WHAT TO PRODUCE: Below are the records. State how many of their lines hold the word "services", and add nothing else.

PROVIDED MATERIAL:

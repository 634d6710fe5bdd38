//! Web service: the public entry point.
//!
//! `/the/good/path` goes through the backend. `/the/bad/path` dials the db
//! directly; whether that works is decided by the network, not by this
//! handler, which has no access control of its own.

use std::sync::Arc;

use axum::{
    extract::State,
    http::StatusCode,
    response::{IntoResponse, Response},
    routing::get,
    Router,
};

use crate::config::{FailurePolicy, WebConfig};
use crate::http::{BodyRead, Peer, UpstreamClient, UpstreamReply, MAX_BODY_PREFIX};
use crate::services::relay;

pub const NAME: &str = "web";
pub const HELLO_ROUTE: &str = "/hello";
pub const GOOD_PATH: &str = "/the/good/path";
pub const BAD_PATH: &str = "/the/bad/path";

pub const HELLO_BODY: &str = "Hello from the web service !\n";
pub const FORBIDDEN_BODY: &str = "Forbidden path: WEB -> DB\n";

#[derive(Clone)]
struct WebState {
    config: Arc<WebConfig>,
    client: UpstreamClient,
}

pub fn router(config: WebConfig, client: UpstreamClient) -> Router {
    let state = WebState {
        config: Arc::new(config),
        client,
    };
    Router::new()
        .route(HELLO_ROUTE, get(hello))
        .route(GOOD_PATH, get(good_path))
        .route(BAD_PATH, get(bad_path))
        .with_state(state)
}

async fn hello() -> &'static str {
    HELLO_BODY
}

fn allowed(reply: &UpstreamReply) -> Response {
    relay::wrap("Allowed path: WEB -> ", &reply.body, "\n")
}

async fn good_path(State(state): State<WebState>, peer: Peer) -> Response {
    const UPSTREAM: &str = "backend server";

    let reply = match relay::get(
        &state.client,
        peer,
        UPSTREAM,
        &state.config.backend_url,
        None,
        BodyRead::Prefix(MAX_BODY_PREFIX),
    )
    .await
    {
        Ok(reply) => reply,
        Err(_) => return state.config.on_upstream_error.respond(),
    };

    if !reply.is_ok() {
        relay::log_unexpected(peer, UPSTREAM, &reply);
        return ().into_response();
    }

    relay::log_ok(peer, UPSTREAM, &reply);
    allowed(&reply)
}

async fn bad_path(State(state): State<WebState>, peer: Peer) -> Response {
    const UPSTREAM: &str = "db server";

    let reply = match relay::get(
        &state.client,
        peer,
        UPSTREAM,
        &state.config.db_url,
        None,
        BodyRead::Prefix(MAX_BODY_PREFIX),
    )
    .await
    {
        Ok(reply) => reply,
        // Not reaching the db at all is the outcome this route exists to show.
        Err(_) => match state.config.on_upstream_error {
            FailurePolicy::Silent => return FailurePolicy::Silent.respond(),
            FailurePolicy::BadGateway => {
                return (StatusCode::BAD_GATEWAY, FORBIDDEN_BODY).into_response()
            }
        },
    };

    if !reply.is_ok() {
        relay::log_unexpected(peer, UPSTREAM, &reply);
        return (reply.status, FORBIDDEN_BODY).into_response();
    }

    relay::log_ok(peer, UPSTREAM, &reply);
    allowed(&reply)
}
---
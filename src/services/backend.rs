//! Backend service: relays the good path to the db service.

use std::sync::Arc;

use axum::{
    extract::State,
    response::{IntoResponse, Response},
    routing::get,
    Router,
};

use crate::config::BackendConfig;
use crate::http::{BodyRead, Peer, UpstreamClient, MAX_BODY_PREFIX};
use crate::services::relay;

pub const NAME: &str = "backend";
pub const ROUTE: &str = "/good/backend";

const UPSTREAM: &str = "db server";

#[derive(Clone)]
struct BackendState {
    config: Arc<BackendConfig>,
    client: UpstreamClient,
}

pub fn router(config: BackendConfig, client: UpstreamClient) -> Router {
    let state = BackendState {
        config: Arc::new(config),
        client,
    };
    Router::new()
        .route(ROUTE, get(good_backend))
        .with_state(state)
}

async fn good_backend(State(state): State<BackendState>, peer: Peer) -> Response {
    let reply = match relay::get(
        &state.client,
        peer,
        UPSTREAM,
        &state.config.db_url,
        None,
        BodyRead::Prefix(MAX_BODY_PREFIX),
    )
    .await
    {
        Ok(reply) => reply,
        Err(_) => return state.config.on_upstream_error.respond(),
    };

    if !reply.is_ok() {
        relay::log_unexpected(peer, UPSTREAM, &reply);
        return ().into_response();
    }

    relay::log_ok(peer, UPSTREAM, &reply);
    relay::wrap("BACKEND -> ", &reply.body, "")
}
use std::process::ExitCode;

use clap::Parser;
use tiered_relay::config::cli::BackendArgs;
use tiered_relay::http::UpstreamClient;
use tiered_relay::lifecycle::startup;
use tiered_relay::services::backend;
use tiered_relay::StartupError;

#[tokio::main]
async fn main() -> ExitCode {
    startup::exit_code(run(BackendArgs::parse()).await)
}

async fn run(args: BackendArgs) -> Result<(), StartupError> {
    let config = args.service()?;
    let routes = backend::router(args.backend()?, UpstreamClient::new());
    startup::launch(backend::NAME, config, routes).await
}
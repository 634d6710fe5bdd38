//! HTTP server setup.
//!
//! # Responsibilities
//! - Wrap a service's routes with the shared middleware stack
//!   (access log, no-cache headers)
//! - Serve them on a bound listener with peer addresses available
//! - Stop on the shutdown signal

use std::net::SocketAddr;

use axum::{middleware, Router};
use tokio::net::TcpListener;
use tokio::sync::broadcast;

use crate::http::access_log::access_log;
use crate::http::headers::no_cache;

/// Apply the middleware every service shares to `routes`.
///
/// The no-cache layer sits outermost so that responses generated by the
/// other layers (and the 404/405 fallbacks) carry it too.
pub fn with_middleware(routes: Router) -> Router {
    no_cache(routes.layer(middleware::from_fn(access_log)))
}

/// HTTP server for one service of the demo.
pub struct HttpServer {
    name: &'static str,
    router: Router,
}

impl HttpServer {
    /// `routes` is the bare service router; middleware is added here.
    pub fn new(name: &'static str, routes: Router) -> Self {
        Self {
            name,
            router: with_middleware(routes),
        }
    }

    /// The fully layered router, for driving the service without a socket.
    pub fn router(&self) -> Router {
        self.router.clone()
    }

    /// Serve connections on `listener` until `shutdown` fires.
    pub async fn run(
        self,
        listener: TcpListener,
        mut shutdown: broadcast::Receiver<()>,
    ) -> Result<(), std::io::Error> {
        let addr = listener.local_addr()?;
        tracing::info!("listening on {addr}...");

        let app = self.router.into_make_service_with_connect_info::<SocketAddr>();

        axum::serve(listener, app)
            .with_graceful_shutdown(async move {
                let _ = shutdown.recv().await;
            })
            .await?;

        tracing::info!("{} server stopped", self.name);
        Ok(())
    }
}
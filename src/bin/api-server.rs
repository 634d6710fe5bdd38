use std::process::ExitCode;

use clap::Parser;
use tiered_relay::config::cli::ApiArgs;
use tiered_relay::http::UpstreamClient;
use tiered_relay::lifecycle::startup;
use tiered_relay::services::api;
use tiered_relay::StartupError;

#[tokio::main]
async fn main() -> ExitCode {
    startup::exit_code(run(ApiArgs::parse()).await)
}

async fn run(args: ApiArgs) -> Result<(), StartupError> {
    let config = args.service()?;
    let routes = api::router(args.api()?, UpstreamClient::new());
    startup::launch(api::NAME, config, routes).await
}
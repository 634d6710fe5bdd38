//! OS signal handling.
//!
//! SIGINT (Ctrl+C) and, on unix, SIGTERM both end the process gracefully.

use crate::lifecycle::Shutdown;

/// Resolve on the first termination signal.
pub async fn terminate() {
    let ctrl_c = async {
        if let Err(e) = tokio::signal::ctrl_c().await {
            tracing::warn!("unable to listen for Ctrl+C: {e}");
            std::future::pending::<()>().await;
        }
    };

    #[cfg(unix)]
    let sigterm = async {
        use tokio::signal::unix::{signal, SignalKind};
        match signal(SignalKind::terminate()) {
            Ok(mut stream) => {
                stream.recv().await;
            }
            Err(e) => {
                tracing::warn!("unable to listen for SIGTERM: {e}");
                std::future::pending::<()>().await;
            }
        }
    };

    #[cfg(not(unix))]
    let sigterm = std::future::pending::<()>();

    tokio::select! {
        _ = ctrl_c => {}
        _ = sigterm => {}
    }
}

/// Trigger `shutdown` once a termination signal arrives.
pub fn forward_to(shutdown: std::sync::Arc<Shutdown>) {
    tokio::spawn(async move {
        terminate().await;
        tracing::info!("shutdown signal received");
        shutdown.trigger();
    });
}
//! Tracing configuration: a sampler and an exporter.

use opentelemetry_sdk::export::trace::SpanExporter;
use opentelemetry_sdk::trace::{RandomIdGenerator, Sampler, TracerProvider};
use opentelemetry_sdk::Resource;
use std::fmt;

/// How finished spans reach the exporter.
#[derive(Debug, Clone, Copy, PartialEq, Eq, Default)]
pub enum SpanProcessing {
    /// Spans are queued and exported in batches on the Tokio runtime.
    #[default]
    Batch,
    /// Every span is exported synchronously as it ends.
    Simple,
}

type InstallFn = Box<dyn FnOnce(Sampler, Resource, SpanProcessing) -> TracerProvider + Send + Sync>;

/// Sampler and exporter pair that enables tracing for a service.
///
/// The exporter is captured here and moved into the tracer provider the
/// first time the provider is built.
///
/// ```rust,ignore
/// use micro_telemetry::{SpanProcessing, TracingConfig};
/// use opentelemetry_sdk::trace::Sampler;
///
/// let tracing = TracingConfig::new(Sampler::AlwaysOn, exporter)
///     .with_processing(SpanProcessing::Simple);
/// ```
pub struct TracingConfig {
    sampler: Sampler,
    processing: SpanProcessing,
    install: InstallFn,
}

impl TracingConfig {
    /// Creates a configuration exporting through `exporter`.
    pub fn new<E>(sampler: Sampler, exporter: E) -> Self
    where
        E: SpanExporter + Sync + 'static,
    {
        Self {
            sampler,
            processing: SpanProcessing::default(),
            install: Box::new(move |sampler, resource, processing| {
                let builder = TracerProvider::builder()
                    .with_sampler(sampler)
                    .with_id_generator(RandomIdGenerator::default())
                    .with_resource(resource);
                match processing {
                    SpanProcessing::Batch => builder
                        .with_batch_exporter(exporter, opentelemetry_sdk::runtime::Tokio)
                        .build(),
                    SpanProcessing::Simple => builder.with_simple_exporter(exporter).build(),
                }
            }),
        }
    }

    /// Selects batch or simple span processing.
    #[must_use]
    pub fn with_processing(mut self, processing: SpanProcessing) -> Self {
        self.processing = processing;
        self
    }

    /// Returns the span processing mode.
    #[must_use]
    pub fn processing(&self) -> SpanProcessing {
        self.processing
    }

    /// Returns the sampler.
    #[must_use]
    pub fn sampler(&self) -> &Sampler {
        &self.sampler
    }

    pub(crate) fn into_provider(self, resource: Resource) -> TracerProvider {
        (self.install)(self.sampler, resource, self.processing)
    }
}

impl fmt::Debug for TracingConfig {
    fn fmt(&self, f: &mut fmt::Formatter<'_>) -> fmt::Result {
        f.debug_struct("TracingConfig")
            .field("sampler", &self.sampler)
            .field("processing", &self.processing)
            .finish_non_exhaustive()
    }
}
---
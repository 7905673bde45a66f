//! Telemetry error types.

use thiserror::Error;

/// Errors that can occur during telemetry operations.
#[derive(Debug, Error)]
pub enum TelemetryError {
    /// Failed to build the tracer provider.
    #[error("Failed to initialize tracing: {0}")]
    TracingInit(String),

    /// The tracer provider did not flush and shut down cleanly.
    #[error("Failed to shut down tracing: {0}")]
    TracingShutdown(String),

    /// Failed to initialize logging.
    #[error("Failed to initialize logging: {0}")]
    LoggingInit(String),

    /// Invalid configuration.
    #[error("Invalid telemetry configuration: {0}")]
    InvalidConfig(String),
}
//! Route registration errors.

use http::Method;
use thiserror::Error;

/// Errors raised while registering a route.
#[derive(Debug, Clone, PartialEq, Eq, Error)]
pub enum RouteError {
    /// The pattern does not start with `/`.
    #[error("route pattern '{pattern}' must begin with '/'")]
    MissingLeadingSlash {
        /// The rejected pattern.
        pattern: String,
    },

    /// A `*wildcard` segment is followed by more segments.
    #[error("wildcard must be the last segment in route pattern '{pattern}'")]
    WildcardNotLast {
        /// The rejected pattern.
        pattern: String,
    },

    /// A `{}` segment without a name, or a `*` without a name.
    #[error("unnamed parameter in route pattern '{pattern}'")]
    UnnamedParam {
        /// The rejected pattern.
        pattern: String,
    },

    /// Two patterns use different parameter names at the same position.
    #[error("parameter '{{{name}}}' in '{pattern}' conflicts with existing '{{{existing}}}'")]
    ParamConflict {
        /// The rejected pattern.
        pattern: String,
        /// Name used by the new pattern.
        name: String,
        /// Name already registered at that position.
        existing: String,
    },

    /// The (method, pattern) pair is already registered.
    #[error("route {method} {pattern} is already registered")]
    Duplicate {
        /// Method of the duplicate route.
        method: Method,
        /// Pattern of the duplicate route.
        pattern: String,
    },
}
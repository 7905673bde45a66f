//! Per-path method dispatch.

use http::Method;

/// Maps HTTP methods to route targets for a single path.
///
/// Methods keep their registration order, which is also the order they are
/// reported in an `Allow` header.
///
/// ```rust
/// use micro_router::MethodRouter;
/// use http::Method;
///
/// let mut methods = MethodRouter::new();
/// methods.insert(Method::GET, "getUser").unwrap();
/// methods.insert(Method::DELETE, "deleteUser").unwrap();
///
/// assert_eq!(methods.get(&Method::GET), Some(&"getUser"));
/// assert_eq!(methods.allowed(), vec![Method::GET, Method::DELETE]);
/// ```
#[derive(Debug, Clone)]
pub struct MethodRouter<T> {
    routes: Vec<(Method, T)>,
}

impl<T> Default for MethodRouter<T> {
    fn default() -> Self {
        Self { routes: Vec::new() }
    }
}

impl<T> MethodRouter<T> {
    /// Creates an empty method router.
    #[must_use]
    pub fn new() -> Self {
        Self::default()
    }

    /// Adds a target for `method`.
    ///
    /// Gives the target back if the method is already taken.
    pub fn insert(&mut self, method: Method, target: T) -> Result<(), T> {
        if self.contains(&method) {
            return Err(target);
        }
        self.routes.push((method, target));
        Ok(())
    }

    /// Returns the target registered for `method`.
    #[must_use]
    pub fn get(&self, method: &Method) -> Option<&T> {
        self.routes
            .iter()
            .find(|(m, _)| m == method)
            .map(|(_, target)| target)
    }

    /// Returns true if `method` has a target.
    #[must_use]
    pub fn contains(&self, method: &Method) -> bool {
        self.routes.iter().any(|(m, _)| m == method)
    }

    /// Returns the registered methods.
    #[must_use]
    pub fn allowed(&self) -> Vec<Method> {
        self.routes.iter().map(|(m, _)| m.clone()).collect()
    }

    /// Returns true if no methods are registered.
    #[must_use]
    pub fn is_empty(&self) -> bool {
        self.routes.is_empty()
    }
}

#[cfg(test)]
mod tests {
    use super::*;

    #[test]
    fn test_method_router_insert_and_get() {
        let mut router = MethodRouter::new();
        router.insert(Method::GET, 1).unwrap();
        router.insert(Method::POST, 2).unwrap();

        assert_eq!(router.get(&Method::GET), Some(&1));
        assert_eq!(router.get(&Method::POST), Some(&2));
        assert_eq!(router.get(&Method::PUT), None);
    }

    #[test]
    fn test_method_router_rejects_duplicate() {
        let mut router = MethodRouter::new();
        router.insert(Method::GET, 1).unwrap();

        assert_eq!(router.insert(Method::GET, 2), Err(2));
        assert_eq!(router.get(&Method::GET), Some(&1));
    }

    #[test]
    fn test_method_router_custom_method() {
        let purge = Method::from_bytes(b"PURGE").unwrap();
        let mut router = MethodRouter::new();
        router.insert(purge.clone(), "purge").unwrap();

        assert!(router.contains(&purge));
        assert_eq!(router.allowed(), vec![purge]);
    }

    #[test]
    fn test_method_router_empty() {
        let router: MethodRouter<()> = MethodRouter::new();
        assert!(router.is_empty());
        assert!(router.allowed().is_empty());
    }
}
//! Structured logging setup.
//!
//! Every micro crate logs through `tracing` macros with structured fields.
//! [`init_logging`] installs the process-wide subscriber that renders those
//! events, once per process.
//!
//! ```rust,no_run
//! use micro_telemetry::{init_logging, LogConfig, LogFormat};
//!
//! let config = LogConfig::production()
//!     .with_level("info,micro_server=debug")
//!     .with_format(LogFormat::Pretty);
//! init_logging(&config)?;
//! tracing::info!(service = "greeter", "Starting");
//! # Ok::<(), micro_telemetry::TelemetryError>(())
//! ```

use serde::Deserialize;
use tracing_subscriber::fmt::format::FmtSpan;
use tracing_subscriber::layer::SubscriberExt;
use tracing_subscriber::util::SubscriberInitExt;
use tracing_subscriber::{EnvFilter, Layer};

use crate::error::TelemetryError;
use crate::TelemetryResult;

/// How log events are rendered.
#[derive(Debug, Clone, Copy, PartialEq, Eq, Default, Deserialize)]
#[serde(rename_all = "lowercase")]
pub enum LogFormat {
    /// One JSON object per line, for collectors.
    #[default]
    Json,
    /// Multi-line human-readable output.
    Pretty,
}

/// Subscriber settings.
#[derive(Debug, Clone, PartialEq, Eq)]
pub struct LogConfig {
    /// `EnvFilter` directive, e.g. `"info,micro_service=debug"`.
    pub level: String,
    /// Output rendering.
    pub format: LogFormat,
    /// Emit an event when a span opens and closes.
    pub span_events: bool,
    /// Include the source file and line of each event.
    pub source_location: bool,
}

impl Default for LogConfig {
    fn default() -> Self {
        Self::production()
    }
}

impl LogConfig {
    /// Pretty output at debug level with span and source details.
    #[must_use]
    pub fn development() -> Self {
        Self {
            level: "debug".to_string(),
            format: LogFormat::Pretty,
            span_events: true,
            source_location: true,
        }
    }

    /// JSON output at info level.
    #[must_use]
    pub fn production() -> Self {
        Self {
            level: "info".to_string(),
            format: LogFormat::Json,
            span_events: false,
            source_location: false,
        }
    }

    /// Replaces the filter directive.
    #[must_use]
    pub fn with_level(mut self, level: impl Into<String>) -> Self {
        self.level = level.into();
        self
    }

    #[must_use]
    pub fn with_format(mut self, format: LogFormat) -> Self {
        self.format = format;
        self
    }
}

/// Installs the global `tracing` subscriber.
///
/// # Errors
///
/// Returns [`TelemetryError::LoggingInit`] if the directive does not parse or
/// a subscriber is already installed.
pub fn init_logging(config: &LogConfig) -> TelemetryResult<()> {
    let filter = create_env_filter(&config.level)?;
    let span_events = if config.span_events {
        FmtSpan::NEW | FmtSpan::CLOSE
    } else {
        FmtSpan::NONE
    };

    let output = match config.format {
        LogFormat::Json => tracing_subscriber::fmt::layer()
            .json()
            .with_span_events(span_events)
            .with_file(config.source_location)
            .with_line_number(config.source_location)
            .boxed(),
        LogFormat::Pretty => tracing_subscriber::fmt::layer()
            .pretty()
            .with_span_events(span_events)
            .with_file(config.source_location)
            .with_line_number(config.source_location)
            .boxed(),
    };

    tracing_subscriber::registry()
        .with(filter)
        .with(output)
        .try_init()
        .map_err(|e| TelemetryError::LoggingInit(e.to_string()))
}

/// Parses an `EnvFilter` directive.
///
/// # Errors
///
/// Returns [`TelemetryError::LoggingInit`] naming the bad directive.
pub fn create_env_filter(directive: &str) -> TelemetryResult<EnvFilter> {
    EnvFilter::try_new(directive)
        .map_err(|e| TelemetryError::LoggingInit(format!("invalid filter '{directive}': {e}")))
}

FINAL ANSWER: 5